The district created a new bus route that will take children to and from the old Eliot school site each day. Parents who choose to drive their children to Solorsano will be able to use the drop-off and pick-up area by turning onto Club Drive from Santa Teresa Boulevard, where there is a stoplight.

Eliot parent Elizabeth Nelsen is not worried that her daughter, set to enter fifth-grade, would be disrupted by the move.

“I don’t think she’ll have that much contact with (the Solorsano students),” Nelsen said. “Besides, they’re just sixth-graders.”

Nelsen said she will drive her daughter to school .

Not much will be shared between the two schools except some members of the front office staff, said Sal Tomasello, principal of Solorsano and assistant principal of South Valley Middle School.

Although the elementary and middle school will start and end each day at about the same time, two separate bell schedules will regulate students’ release times.

Eliot’s classrooms will be in three buildings on the Solorsano campus, with sixth-graders in the remaining two.
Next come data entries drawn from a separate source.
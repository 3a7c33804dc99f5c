use std::{fmt, str::FromStr};

pub use bigdecimal::BigDecimal;

use crate::{error::Result, types::RangeBound};

impl RangeBound for BigDecimal {
    fn parse_bound(literal: &str) -> Result<Self> {
        Ok(BigDecimal::from_str(literal)?)
    }

    fn write_bound(&self, f: &mut fmt::Formatter<'_>) -> fmt::Result {
        write!(f, "{self}")
    }
}
/// Define an enum with string representations and an optional default variant.
macro_rules! enum_mode {
    (
        $(#[$meta:meta])* $vis:vis $name:ident {
            $( $(#[$vmeta:meta])* $variant:ident => $str:expr, )+
        }
        $(default $default:ident)?
    ) => {
        $(#[$meta])*
        #[derive(Debug, Clone, Copy, PartialEq, Eq, Hash)]
        $vis enum $name {
            $( $(#[$vmeta])* $variant, )+
        }

        $(
            impl Default for $name {
                fn default() -> Self { Self::$default }
            }
        )?

        impl $name {
            /// Every variant, in declaration order.
            pub const ALL: &'static [$name] = &[$( Self::$variant, )+];

            /// The textual name of this variant.
            pub fn as_str(&self) -> &'static str {
                match self {
                    $( Self::$variant => $str, )+
                }
            }
        }

        impl ::std::fmt::Display for $name {
            fn fmt(&self, f: &mut ::std::fmt::Formatter<'_>) -> ::std::fmt::Result {
                f.write_str(self.as_str())
            }
        }
    };
}
//! Ranges serialize as their literal, so `Range<i32>` becomes the string `"[1,5)"`.

use serde::{Deserialize, Deserializer, Serialize, Serializer, de};

use crate::{grammar::parse, range::Range, types::RangeBound};

impl<T: RangeBound> Serialize for Range<T> {
    fn serialize<S>(&self, serializer: S) -> std::result::Result<S::Ok, S::Error>
    where
        S: Serializer,
    {
        serializer.collect_str(self)
    }
}

impl<'de, T: RangeBound> Deserialize<'de> for Range<T> {
    fn deserialize<D>(deserializer: D) -> std::result::Result<Self, D::Error>
    where
        D: Deserializer<'de>,
    {
        let literal = String::deserialize(deserializer)?;
        parse(&literal).map_err(de::Error::custom)
    }
}
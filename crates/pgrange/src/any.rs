//! Ranges whose bound type is only known at runtime, from the column type name.

use std::{fmt, str::FromStr};

use bigdecimal::BigDecimal;
use time::{Date, OffsetDateTime, PrimitiveDateTime};

use crate::{
    error::{Error, Result},
    parser::RangeParser,
    range::Range,
};

enum_mode! {
    /// Refer to [PostgreSQL documentation] for the built-in range types.
    ///
    /// [PostgreSQL documentation]: https://www.postgresql.org/docs/current/rangetypes.html#RANGETYPES-BUILTIN
    pub RangeType {
        Int4 => "int4range",
        Int8 => "int8range",
        Num => "numrange",
        Date => "daterange",
        Ts => "tsrange",
        Tstz => "tstzrange",
    }
}

impl RangeType {
    /// Look up a range type by its SQL name, ignoring case.
    pub fn from_name(name: &str) -> Result<Self> {
        Self::ALL
            .iter()
            .copied()
            .find(|t| t.as_str().eq_ignore_ascii_case(name))
            .ok_or_else(|| Error::UnsupportedRangeType(name.to_owned()))
    }
}

impl FromStr for RangeType {
    type Err = Error;

    fn from_str(s: &str) -> Result<Self> {
        Self::from_name(s)
    }
}

/// A range of any of the built-in range types.
#[derive(Clone, Debug, PartialEq, Eq, Hash)]
pub enum AnyRange {
    Int4(Range<i32>),
    Int8(Range<i64>),
    Num(Range<BigDecimal>),
    Date(Range<Date>),
    Ts(Range<PrimitiveDateTime>),
    Tstz(Range<OffsetDateTime>),
}

impl AnyRange {
    /// Parse a literal read from a column of type `range_type` with the default [`RangeParser`].
    pub fn parse(range_type: RangeType, text: &str) -> Result<Self> {
        RangeParser::new().parse_any(range_type, text)
    }

    pub fn range_type(&self) -> RangeType {
        match self {
            AnyRange::Int4(_) => RangeType::Int4,
            AnyRange::Int8(_) => RangeType::Int8,
            AnyRange::Num(_) => RangeType::Num,
            AnyRange::Date(_) => RangeType::Date,
            AnyRange::Ts(_) => RangeType::Ts,
            AnyRange::Tstz(_) => RangeType::Tstz,
        }
    }

    pub fn is_empty(&self) -> bool {
        match self {
            AnyRange::Int4(r) => r.is_empty(),
            AnyRange::Int8(r) => r.is_empty(),
            AnyRange::Num(r) => r.is_empty(),
            AnyRange::Date(r) => r.is_empty(),
            AnyRange::Ts(r) => r.is_empty(),
            AnyRange::Tstz(r) => r.is_empty(),
        }
    }
}

impl fmt::Display for AnyRange {
    fn fmt(&self, f: &mut fmt::Formatter<'_>) -> fmt::Result {
        match self {
            AnyRange::Int4(r) => fmt::Display::fmt(r, f),
            AnyRange::Int8(r) => fmt::Display::fmt(r, f),
            AnyRange::Num(r) => fmt::Display::fmt(r, f),
            AnyRange::Date(r) => fmt::Display::fmt(r, f),
            AnyRange::Ts(r) => fmt::Display::fmt(r, f),
            AnyRange::Tstz(r) => fmt::Display::fmt(r, f),
        }
    }
}

macro_rules! any_range_from {
    ($($variant:ident($t:ty)),+ $(,)?) => {
        $(
            impl From<Range<$t>> for AnyRange {
                fn from(range: Range<$t>) -> Self {
                    AnyRange::$variant(range)
                }
            }
        )+
    };
}

any_range_from!(
    Int4(i32),
    Int8(i64),
    Num(BigDecimal),
    Date(Date),
    Ts(PrimitiveDateTime),
    Tstz(OffsetDateTime),
);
Because the classrooms were built for a middle school, a few of those used by elementary students will be future home economics or science classrooms.

“They will have all the functions of a normal classroom, with maybe some extra stuff like microwaves and sinks in them,” said Charlie Van Meter, director of facilities and maintenance operations for GUSD.
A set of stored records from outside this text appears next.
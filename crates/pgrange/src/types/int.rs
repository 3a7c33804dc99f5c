use std::fmt;

use crate::{error::Result, types::RangeBound};

macro_rules! integer_bound {
    ($($t:ty),+) => {
        $(
            impl RangeBound for $t {
                fn parse_bound(literal: &str) -> Result<Self> {
                    Ok(literal.parse()?)
                }

                fn write_bound(&self, f: &mut fmt::Formatter<'_>) -> fmt::Result {
                    write!(f, "{self}")
                }
            }
        )+
    };
}

integer_bound!(i32, i64);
Outside the classrooms, students from the two schools will have little contact. A recreational area only for Eliot students contains playground equipment brought over from the old site. There is one cafeteria, but with the schools’ separate lunch schedules they will not be eating together. The cafeteria’s kitchen facility will offer Eliot students something they have never had before – freshly prepared hot lunches.
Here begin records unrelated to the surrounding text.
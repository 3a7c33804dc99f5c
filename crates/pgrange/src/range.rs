//! The [`Range`] value type.

use crate::error::{Error, Result};

enum_mode! {
    /// Whether a bound's own value belongs to the range.
    pub BoundKind {
        Inclusive => "inclusive",
        Exclusive => "exclusive",
    }
    default Exclusive
}

enum_mode! {
    /// The two edges of a range.
    pub Side {
        Lower => "lower",
        Upper => "upper",
    }
}

#[derive(Clone, Debug, PartialEq, Eq, Hash)]
struct Endpoint<T> {
    value: T,
    kind: BoundKind,
}

impl<T> Endpoint<T> {
    fn inclusive(value: T) -> Self {
        Self {
            value,
            kind: BoundKind::Inclusive,
        }
    }

    fn exclusive(value: T) -> Self {
        Self {
            value,
            kind: BoundKind::Exclusive,
        }
    }
}

impl<T: Ord> Endpoint<T> {
    /// Whether `point` lies on the inner side of this bound.
    fn admits(&self, side: Side, point: &T) -> bool {
        match (side, self.kind) {
            (Side::Lower, BoundKind::Inclusive) => &self.value <= point,
            (Side::Lower, BoundKind::Exclusive) => &self.value < point,
            (Side::Upper, BoundKind::Inclusive) => point <= &self.value,
            (Side::Upper, BoundKind::Exclusive) => point < &self.value,
        }
    }
}

#[derive(Clone, Debug, PartialEq, Eq, Hash)]
enum Shape<T> {
    /// The canonical empty range. It has no bound values, yet neither side is unbounded.
    Empty,
    /// A missing endpoint is unbounded on that side.
    Span {
        lower: Option<Endpoint<T>>,
        upper: Option<Endpoint<T>>,
    },
}

/// An immutable interval over an ordered domain.
///
/// Each side is either unbounded or carries a value that is [`BoundKind::Inclusive`] or
/// [`BoundKind::Exclusive`]. Equality is structural: `(5,5)` and [`Range::empty`] both contain
/// nothing but compare unequal, while `(,)` and `(infinity,infinity)` parse to the same value.
///
/// Bound values are compared with their own `PartialEq`. For
/// [`OffsetDateTime`](time::OffsetDateTime) that compares instants, so
/// `[2019-01-01 00:00:00+01:00,)` equals `[2018-12-31 23:00:00+00:00,)` even though the two
/// format differently. Compare [`offset`](time::OffsetDateTime::offset)s where that matters.
///
/// Ranges are built with the named factories below, with [`Range::new`], or by parsing a
/// PostgreSQL range literal (see [`parse`](crate::parse)).
#[derive(Clone, Debug, PartialEq, Eq, Hash)]
pub struct Range<T>(Shape<T>);

impl<T: Ord> Range<T> {
    /// Build a range from its parts.
    ///
    /// A missing value makes that side unbounded, which is only valid for an
    /// [`BoundKind::Exclusive`] side; an inclusive side without a value fails with
    /// [`Error::NullBound`].
    pub fn new(
        lower: Option<T>,
        lower_kind: BoundKind,
        upper: Option<T>,
        upper_kind: BoundKind,
    ) -> Result<Self> {
        let lower = endpoint(Side::Lower, lower, lower_kind)?;
        let upper = endpoint(Side::Upper, upper, upper_kind)?;
        Self::span(lower, upper)
    }

    fn span(lower: Option<Endpoint<T>>, upper: Option<Endpoint<T>>) -> Result<Self> {
        if let (Some(lower), Some(upper)) = (&lower, &upper) {
            if lower.value > upper.value {
                return Err(Error::InvalidRange);
            }
        }
        Ok(Self(Shape::Span { lower, upper }))
    }

    /// `[lower,upper]`
    pub fn closed(lower: T, upper: T) -> Result<Self> {
        Self::span(
            Some(Endpoint::inclusive(lower)),
            Some(Endpoint::inclusive(upper)),
        )
    }

    /// `(lower,upper)`
    pub fn open(lower: T, upper: T) -> Result<Self> {
        Self::span(
            Some(Endpoint::exclusive(lower)),
            Some(Endpoint::exclusive(upper)),
        )
    }

    /// `(lower,upper]`
    pub fn open_closed(lower: T, upper: T) -> Result<Self> {
        Self::span(
            Some(Endpoint::exclusive(lower)),
            Some(Endpoint::inclusive(upper)),
        )
    }

    /// `[lower,upper)`
    pub fn closed_open(lower: T, upper: T) -> Result<Self> {
        Self::span(
            Some(Endpoint::inclusive(lower)),
            Some(Endpoint::exclusive(upper)),
        )
    }

    /// `(lower,)`
    pub fn open_infinite(lower: T) -> Self {
        Self(Shape::Span {
            lower: Some(Endpoint::exclusive(lower)),
            upper: None,
        })
    }

    /// `[lower,)`
    pub fn closed_infinite(lower: T) -> Self {
        Self(Shape::Span {
            lower: Some(Endpoint::inclusive(lower)),
            upper: None,
        })
    }

    /// `(,upper)`
    pub fn infinite_open(upper: T) -> Self {
        Self(Shape::Span {
            lower: None,
            upper: Some(Endpoint::exclusive(upper)),
        })
    }

    /// `(,upper]`
    pub fn infinite_closed(upper: T) -> Self {
        Self(Shape::Span {
            lower: None,
            upper: Some(Endpoint::inclusive(upper)),
        })
    }

    /// Returns `true` if no point can lie in this range.
    ///
    /// That is the case for the canonical empty range and for a bounded range whose ends are both
    /// exclusive and equal, such as `(5,5)`.
    pub fn is_empty(&self) -> bool {
        match &self.0 {
            Shape::Empty => true,
            Shape::Span {
                lower: Some(lower),
                upper: Some(upper),
            } => {
                lower.kind == BoundKind::Exclusive
                    && upper.kind == BoundKind::Exclusive
                    && lower.value == upper.value
            }
            Shape::Span { .. } => false,
        }
    }

    /// Returns `true` if `point` lies within this range.
    pub fn contains(&self, point: &T) -> bool {
        if self.is_empty() {
            return false;
        }
        match &self.0 {
            Shape::Empty => false,
            Shape::Span { lower, upper } => {
                lower
                    .as_ref()
                    .is_none_or(|lower| lower.admits(Side::Lower, point))
                    && upper
                        .as_ref()
                        .is_none_or(|upper| upper.admits(Side::Upper, point))
            }
        }
    }

    /// Returns `true` if both bound values of `other` lie within this range.
    ///
    /// An unbounded side of `other` is not checked against this range, and `other` being empty is
    /// not special-cased: only the bound values it actually carries are tested.
    pub fn contains_range(&self, other: &Range<T>) -> bool {
        if self.is_empty() {
            return false;
        }
        let lower = !other.has_lower_bound() || other.lower().is_none_or(|v| self.contains(v));
        let upper = !other.has_upper_bound() || other.upper().is_none_or(|v| self.contains(v));
        lower && upper
    }
}

impl<T> Range<T> {
    /// `(,)`, the range covering the whole domain.
    pub fn infinite() -> Self {
        Self(Shape::Span {
            lower: None,
            upper: None,
        })
    }

    /// The canonical empty range.
    pub fn empty() -> Self {
        Self(Shape::Empty)
    }

    /// The lower bound value, if any.
    pub fn lower(&self) -> Option<&T> {
        match &self.0 {
            Shape::Span {
                lower: Some(lower), ..
            } => Some(&lower.value),
            _ => None,
        }
    }

    /// The upper bound value, if any.
    pub fn upper(&self) -> Option<&T> {
        match &self.0 {
            Shape::Span {
                upper: Some(upper), ..
            } => Some(&upper.value),
            _ => None,
        }
    }

    /// The kind of the lower bound. Unbounded sides are exclusive.
    pub fn lower_kind(&self) -> BoundKind {
        match &self.0 {
            Shape::Span {
                lower: Some(lower), ..
            } => lower.kind,
            _ => BoundKind::Exclusive,
        }
    }

    /// The kind of the upper bound. Unbounded sides are exclusive.
    pub fn upper_kind(&self) -> BoundKind {
        match &self.0 {
            Shape::Span {
                upper: Some(upper), ..
            } => upper.kind,
            _ => BoundKind::Exclusive,
        }
    }

    /// Returns `true` unless the range is unbounded below.
    pub fn has_lower_bound(&self) -> bool {
        !matches!(self.0, Shape::Span { lower: None, .. })
    }

    /// Returns `true` unless the range is unbounded above.
    pub fn has_upper_bound(&self) -> bool {
        !matches!(self.0, Shape::Span { upper: None, .. })
    }

    /// Returns `true` if the range has a lower value and it is inclusive.
    pub fn is_lower_bound_closed(&self) -> bool {
        self.lower().is_some() && self.lower_kind() == BoundKind::Inclusive
    }

    /// Returns `true` if the range has an upper value and it is inclusive.
    pub fn is_upper_bound_closed(&self) -> bool {
        self.upper().is_some() && self.upper_kind() == BoundKind::Inclusive
    }

    /// Returns `true` if neither side is unbounded. Empty ranges count as bounded.
    pub fn is_bounded(&self) -> bool {
        self.has_lower_bound() && self.has_upper_bound()
    }
}

fn endpoint<T>(side: Side, value: Option<T>, kind: BoundKind) -> Result<Option<Endpoint<T>>> {
    match (value, kind) {
        (Some(value), kind) => Ok(Some(Endpoint { value, kind })),
        (None, BoundKind::Exclusive) => Ok(None),
        (None, BoundKind::Inclusive) => Err(Error::NullBound { side }),
    }
}

#[cfg(test)]
mod tests {
    use super::*;

    #[test]
    fn test_closed_contains_its_bounds() {
        let range = Range::closed(1, 5).unwrap();
        assert!(range.contains(&1));
        assert!(range.contains(&3));
        assert!(range.contains(&5));
        assert!(!range.contains(&0));
        assert!(!range.contains(&6));
    }

    #[test]
    fn test_open_excludes_its_bounds() {
        let range = Range::open(1, 5).unwrap();
        assert!(!range.contains(&1));
        assert!(range.contains(&2));
        assert!(!range.contains(&5));
    }

    #[test]
    fn test_half_open() {
        let range = Range::closed_open(1, 5).unwrap();
        assert!(range.contains(&1));
        assert!(!range.contains(&5));

        let range = Range::open_closed(1, 5).unwrap();
        assert!(!range.contains(&1));
        assert!(range.contains(&5));
    }

    #[test]
    fn test_unbounded_sides() {
        let range = Range::closed_infinite(10);
        assert!(range.contains(&10));
        assert!(range.contains(&i32::MAX));
        assert!(!range.contains(&9));
        assert!(!range.has_upper_bound());
        assert!(!range.is_bounded());
        assert_eq!(range.upper_kind(), BoundKind::Exclusive);

        let range = Range::infinite_open(10);
        assert!(range.contains(&i32::MIN));
        assert!(!range.contains(&10));

        let range = Range::<i32>::infinite();
        assert!(range.contains(&0));
        assert!(!range.is_empty());
    }

    #[test]
    fn test_lower_greater_than_upper() {
        assert!(matches!(Range::closed(5, 1), Err(Error::InvalidRange)));
        assert!(matches!(Range::open(5, 1), Err(Error::InvalidRange)));
        assert!(Range::closed(5, 5).is_ok());
    }

    #[test]
    fn test_inclusive_side_needs_value() {
        let err = Range::<i32>::new(None, BoundKind::Inclusive, Some(3), BoundKind::Inclusive)
            .unwrap_err();
        assert!(matches!(err, Error::NullBound { side: Side::Lower }));

        let err = Range::new(Some(1), BoundKind::Exclusive, None, BoundKind::Inclusive)
            .unwrap_err();
        assert!(matches!(err, Error::NullBound { side: Side::Upper }));

        let range = Range::new(None, BoundKind::Exclusive, Some(3), BoundKind::Inclusive).unwrap();
        assert_eq!(range, Range::infinite_closed(3));
    }

    #[test]
    fn test_emptiness() {
        assert!(Range::<i32>::empty().is_empty());
        assert!(Range::open(5, 5).unwrap().is_empty());
        assert!(!Range::closed(5, 5).unwrap().is_empty());
        assert!(!Range::closed_open(5, 5).unwrap().is_empty());
        assert!(!Range::open(5, 6).unwrap().is_empty());

        assert!(!Range::open(5, 5).unwrap().contains(&5));
        assert!(!Range::<i32>::empty().contains(&0));

        // Empty ranges are still bounded.
        assert!(Range::<i32>::empty().is_bounded());
        assert_ne!(Range::open(5, 5).unwrap(), Range::empty());
    }

    #[test]
    fn test_contains_range() {
        let outer = Range::closed(-2, 2).unwrap();
        assert!(outer.contains_range(&Range::closed(-1, 1).unwrap()));
        assert!(outer.contains_range(&outer));

        let outer = Range::closed_open(-2, 2).unwrap();
        assert!(!outer.contains_range(&Range::closed(-1, 2).unwrap()));

        assert!(!Range::<i32>::empty().contains_range(&Range::closed(0, 0).unwrap()));
        assert!(Range::<i32>::infinite().contains_range(&Range::infinite()));
        // Unbounded sides of the argument are not checked, so any non-empty range holds `(,)`.
        assert!(Range::closed(0, 1).unwrap().contains_range(&Range::infinite()));
    }

    #[test]
    fn test_contains_empty_argument() {
        let outer = Range::closed(0, 10).unwrap();
        assert!(outer.contains_range(&Range::empty()));
        assert!(outer.contains_range(&Range::open(5, 5).unwrap()));
        assert!(!outer.contains_range(&Range::open(20, 20).unwrap()));
    }

    #[test]
    fn test_bound_flags() {
        let range = Range::closed_open(1, 4).unwrap();
        assert!(range.is_lower_bound_closed());
        assert!(!range.is_upper_bound_closed());
        assert_eq!(range.lower(), Some(&1));
        assert_eq!(range.upper(), Some(&4));

        let empty = Range::<i32>::empty();
        assert!(empty.has_lower_bound());
        assert!(!empty.is_lower_bound_closed());
        assert_eq!(empty.lower(), None);
    }
}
“All the kids kept asking me … ‘Are we going to have a kitchen, too?’ ” Van Meter said. “They’re very excited about it.”

Hot lunches used to be delivered to Eliot because the school had no on-site food service.

Other special features at the $26.5-million Solorsano campus, such as the multipurpose room, gymnasium and modern bathrooms will be available to Eliot students as well. The middle school’s library will have a special section of Eliot’s age-appropriate books.

Finishing touches on the construction of Solorsano – completed on time and on budget – did not hinder Eliot’s move, although some of the technical systems might not be ready until Monday, Tomasello said. Computers will be put in two separate labs this week, and the schools’ televisions, VCRs and DVD players will be installed.

“It was a very well-planned move,” Van Meter said. “It’s like night and day; it will be a brand new school.”

A moving company hired by GUSD brought the playground equipment, staff and teacher supplies, library contents and furniture to the temporary Eliot site.

Smaller-sized desks and chairs are needed for children in grades kindergarten through second. Grades three through five will use the larger middle school furniture.

“We might have some children sitting on phone books or … feet dangling above the floor,” Elia said. “But we’ll adjust.”

Solorsano’s larger campus will take some adjusting to, as well, Elia said. Neither the school yard staff nor the students are used to such a large playground area, so new rules will be created to keep children in their designated area.

Accommodations at Solorsano may feel a bit smaller in 2004 with the addition of a new sixth-grade class of about 250 students, but there will still be adequate room for everyone, Van Meter said. When the third sixth-grade class enters Solorsano in 2005 the school will hold about 850 sixth-, seventh- and eighth-grade students.

As part of GUSD’s 25-year Facilities Master Plan, the Eliot site will be demolished and rebuilt as the district’s only two-story building. The two-year project will increase capacity on the limited space by 150 percent and keep an elementary school on the east side of town. The new facility’s capacity of 610 students will be smaller than the district standard of 750 for elementary schools.

The current site will be razed early next year once the building plans, still being finalized, are approved by the state architect and a construction company is awarded the job contract.